• **What you should do**
Return every line of the entries that includes the word "DspResult".

= = = = =

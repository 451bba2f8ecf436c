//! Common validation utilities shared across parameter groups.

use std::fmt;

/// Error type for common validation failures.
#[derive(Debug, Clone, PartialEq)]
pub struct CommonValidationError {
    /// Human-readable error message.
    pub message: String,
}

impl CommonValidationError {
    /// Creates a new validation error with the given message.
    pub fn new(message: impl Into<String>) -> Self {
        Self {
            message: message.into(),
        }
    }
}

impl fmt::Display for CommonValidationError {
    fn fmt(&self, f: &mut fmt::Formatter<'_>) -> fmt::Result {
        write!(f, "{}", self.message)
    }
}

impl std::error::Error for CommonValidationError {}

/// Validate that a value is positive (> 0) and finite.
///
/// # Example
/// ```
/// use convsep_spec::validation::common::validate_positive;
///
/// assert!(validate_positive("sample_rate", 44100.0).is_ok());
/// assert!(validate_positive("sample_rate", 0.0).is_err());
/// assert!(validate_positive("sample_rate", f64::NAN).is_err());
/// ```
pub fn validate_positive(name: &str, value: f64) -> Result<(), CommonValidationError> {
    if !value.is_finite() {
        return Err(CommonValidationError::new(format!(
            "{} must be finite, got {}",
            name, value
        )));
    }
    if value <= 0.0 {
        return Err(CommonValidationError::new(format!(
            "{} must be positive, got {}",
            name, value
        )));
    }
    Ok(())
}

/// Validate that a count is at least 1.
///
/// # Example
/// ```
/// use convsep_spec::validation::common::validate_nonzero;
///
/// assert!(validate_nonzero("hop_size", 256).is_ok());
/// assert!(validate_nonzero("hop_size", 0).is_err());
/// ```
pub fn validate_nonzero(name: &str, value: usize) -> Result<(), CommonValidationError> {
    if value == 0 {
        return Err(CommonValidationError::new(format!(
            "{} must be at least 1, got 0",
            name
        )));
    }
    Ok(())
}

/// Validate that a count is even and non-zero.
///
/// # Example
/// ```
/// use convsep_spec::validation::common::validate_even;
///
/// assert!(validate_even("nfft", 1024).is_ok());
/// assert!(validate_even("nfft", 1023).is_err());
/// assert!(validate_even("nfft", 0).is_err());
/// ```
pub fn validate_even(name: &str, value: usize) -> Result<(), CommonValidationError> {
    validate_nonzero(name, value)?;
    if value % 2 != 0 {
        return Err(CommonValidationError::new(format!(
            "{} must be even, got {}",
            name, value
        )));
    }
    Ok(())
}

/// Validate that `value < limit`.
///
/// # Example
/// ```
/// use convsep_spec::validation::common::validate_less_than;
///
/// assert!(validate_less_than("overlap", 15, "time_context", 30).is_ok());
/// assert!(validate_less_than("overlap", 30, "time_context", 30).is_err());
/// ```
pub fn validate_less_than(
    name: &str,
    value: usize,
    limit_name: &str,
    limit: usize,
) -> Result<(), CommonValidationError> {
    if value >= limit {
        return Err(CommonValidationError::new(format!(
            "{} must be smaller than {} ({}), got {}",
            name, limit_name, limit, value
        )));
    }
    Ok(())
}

= = = = =

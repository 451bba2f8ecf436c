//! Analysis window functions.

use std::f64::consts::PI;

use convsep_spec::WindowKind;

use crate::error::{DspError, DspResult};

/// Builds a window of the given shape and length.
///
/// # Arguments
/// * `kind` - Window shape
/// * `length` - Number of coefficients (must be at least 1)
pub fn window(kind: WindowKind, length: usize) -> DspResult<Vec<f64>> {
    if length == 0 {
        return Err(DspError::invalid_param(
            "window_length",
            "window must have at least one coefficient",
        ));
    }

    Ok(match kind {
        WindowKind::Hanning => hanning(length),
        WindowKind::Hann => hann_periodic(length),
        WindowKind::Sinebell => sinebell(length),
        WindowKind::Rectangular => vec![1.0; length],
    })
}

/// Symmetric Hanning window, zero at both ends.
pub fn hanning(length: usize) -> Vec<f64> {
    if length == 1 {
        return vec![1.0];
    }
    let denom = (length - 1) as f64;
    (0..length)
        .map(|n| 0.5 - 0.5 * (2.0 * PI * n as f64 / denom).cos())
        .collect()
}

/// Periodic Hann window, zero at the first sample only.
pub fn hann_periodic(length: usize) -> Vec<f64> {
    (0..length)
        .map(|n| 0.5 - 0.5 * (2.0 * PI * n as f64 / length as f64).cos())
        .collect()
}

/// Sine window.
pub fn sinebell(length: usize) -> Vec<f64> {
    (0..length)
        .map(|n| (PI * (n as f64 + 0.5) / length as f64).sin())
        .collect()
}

= = = = =

• **Response to this exercise**
use crate::error::{DspError, DspResult};
pub fn window(kind: WindowKind, length: usize) -> DspResult<Vec<f64>> {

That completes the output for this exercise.